Objectives: The aims of the project were to
- identify factors associated with inflammation,
- assess the relations between inflammation, malaria infection, and biomarkers of iron and vitamin A status and compare adjustment approaches, and
- assess risk factors for anemia in preschool children (PSC) and women of reproductive age (WRA).
Design: The BRINDA database inclusion criteria included surveys that 1) were conducted after 2004, 2) had target groups of PSC, WRA, or both, and 3) used a similar laboratory methodology for the measurement of ≥1 biomarker of iron [ferritin or soluble transferrin receptor or vitamin A status (retinol-binding protein or retinol)] and ≥1 biomarker of inflammation (α-1-acid glycoprotein or C-reactive protein). Individual data sets were standardized and merged into a BRINDA database comprising 16 nationally and regionally representative surveys from 14 countries.
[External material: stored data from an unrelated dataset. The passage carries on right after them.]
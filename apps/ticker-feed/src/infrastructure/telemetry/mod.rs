//! Logging and Trace Export
//!
//! Structured logging via `tracing-subscriber`, with optional span export
//! over OTLP to OpenObserve or any OTLP-compatible backend.
//!
//! # Environment Variables
//!
//! - `RUST_LOG`: filter directives; a target named here overrides the
//!   built-in level for that target
//! - `OTEL_ENABLED`: Set to "false" to disable span export (default: true)
//! - `OTEL_EXPORTER_OTLP_ENDPOINT`: OTLP endpoint (default: http://localhost:4318)
//! - `OTEL_SERVICE_NAME`: Service name for traces (default: ticker-feed)
//!
//! # Usage
//!
//! ```ignore
//! use ticker_feed::infrastructure::telemetry;
//!
//! // Keep the guard alive for the whole program
//! let _guard = telemetry::init();
//!
//! #[tracing::instrument(skip(update))]
//! fn apply(update: &TickerUpdate) {
//!     tracing::debug!(symbol = %update.symbol, "Applying tick");
//! }
//! ```

use opentelemetry::KeyValue;
use opentelemetry::trace::TracerProvider as _;
use opentelemetry_otlp::WithExportConfig;
use opentelemetry_sdk::Resource;
use opentelemetry_sdk::trace::SdkTracerProvider;
use tracing_subscriber::EnvFilter;
use tracing_subscriber::layer::SubscriberExt;
use tracing_subscriber::util::SubscriberInitExt;

/// Service name for OpenTelemetry traces.
const DEFAULT_SERVICE_NAME: &str = "ticker-feed";

/// Default OTLP endpoint.
const DEFAULT_OTLP_ENDPOINT: &str = "http://localhost:4318";

/// Per-target levels applied unless `RUST_LOG` names the target.
///
/// The stream and HTTP client crates are chatty at `info` on every
/// reconnect and request.
const DEFAULT_DIRECTIVES: [&str; 5] = [
    "ticker_feed=info",
    "axum=info",
    "tungstenite=warn",
    "reqwest=warn",
    "hyper=warn",
];

/// Guard that flushes and shuts down span export when dropped.
pub struct TelemetryGuard {
    tracer_provider: Option<SdkTracerProvider>,
}

impl TelemetryGuard {
    /// Whether spans are being exported.
    #[must_use]
    pub const fn exporting(&self) -> bool {
        self.tracer_provider.is_some()
    }
}

impl Drop for TelemetryGuard {
    fn drop(&mut self) {
        if let Some(provider) = self.tracer_provider.take()
            && let Err(e) = provider.shutdown()
        {
            eprintln!("Failed to shutdown OpenTelemetry tracer provider: {e}");
        }
    }
}

/// Telemetry configuration.
#[derive(Debug, Clone)]
pub struct TelemetryConfig {
    /// Whether span export is enabled.
    pub enabled: bool,
    /// OTLP exporter endpoint.
    pub otlp_endpoint: String,
    /// Service name for traces.
    pub service_name: String,
    /// Reported as the `service.version` resource attribute.
    pub service_version: String,
}

impl Default for TelemetryConfig {
    fn default() -> Self {
        Self {
            enabled: true,
            otlp_endpoint: DEFAULT_OTLP_ENDPOINT.to_string(),
            service_name: DEFAULT_SERVICE_NAME.to_string(),
            service_version: env!("CARGO_PKG_VERSION").to_string(),
        }
    }
}

impl TelemetryConfig {
    /// Create configuration from environment variables.
    #[must_use]
    pub fn from_env() -> Self {
        Self::from_lookup(|key| std::env::var(key).ok())
    }

    /// Create configuration from an arbitrary variable source.
    #[must_use]
    pub fn from_lookup<F>(lookup: F) -> Self
    where
        F: Fn(&str) -> Option<String>,
    {
        let defaults = Self::default();
        let env = |key: &str| lookup(key).map(|v| v.trim().to_string()).filter(|v| !v.is_empty());

        Self {
            enabled: env("OTEL_ENABLED").is_none_or(|v| !v.eq_ignore_ascii_case("false")),
            otlp_endpoint: env("OTEL_EXPORTER_OTLP_ENDPOINT").unwrap_or(defaults.otlp_endpoint),
            service_name: env("OTEL_SERVICE_NAME").unwrap_or(defaults.service_name),
            service_version: defaults.service_version,
        }
    }
}

/// Built-in directives for targets `rust_log` does not mention.
fn default_directives(rust_log: &str) -> impl Iterator<Item = &'static str> + '_ {
    DEFAULT_DIRECTIVES.into_iter().filter(move |directive| {
        let target = directive.split('=').next().unwrap_or(directive);
        !rust_log
            .split(',')
            .any(|user| user.trim().split('=').next() == Some(target))
    })
}

fn env_filter() -> EnvFilter {
    let rust_log = std::env::var("RUST_LOG").unwrap_or_default();
    default_directives(&rust_log)
        .filter_map(|directive| directive.parse().ok())
        .fold(EnvFilter::from_default_env(), EnvFilter::add_directive)
}

/// Initialize telemetry with configuration from the environment.
///
/// Returns a guard that must be kept alive for the duration of the program.
#[must_use]
pub fn init() -> TelemetryGuard {
    init_with_config(TelemetryConfig::from_env())
}

/// Initialize telemetry with custom configuration.
///
/// If the OTLP exporter cannot be built, logging still starts and span
/// export stays off.
#[must_use]
pub fn init_with_config(config: TelemetryConfig) -> TelemetryGuard {
    let fmt_layer = tracing_subscriber::fmt::layer()
        .with_target(true)
        .with_thread_ids(false)
        .with_file(false)
        .with_line_number(false);

    let exporter = if config.enabled {
        opentelemetry_otlp::SpanExporter::builder()
            .with_tonic()
            .with_endpoint(&config.otlp_endpoint)
            .build()
            .map_err(|e| e.to_string())
            .map(Some)
    } else {
        Ok(None)
    };

    let (tracer_provider, export_error) = match exporter {
        Ok(Some(exporter)) => {
            let resource = Resource::builder()
                .with_service_name(config.service_name.clone())
                .with_attribute(KeyValue::new("service.version", config.service_version.clone()))
                .build();
            let provider = SdkTracerProvider::builder()
                .with_batch_exporter(exporter)
                .with_resource(resource)
                .build();
            (Some(provider), None)
        }
        Ok(None) => (None, None),
        Err(e) => (None, Some(e)),
    };

    let otel_layer = tracer_provider.as_ref().map(|provider| {
        tracing_opentelemetry::layer().with_tracer(provider.tracer(config.service_name.clone()))
    });

    tracing_subscriber::registry()
        .with(env_filter())
        .with(fmt_layer)
        .with(otel_layer)
        .init();

    if let Some(error) = export_error {
        tracing::warn!(
            endpoint = %config.otlp_endpoint,
            error = %error,
            "OTLP exporter unavailable, span export disabled"
        );
    }

    TelemetryGuard { tracer_provider }
}

// =============================================================================
// Tests
// =============================================================================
Collectively, the database covered all 6 WHO geographic regions and contained ∼30,000 PSC and 27,000 WRA. Data were analyzed individually and combined with the use of a meta-analysis.
Results: The methods that were used to standardize the BRINDA database and the analytic approaches used to address the project’s research questions are presented in this article. Three approaches to adjust micronutrient biomarker concentrations in the presence of inflammation and malaria infection are presented, along with an anemia conceptual framework that guided the BRINDA project’s anemia analyses.
Conclusions: The BRINDA project refines approaches to interpret iron and vitamin A biomarker values in settings of inflammation and malaria infection and suggests the use of a new regression approach as well as proposes an anemia framework to which real-world data can be applied. Findings can inform guidelines and strategies to prevent and control micronutrient deficiencies and anemia globally.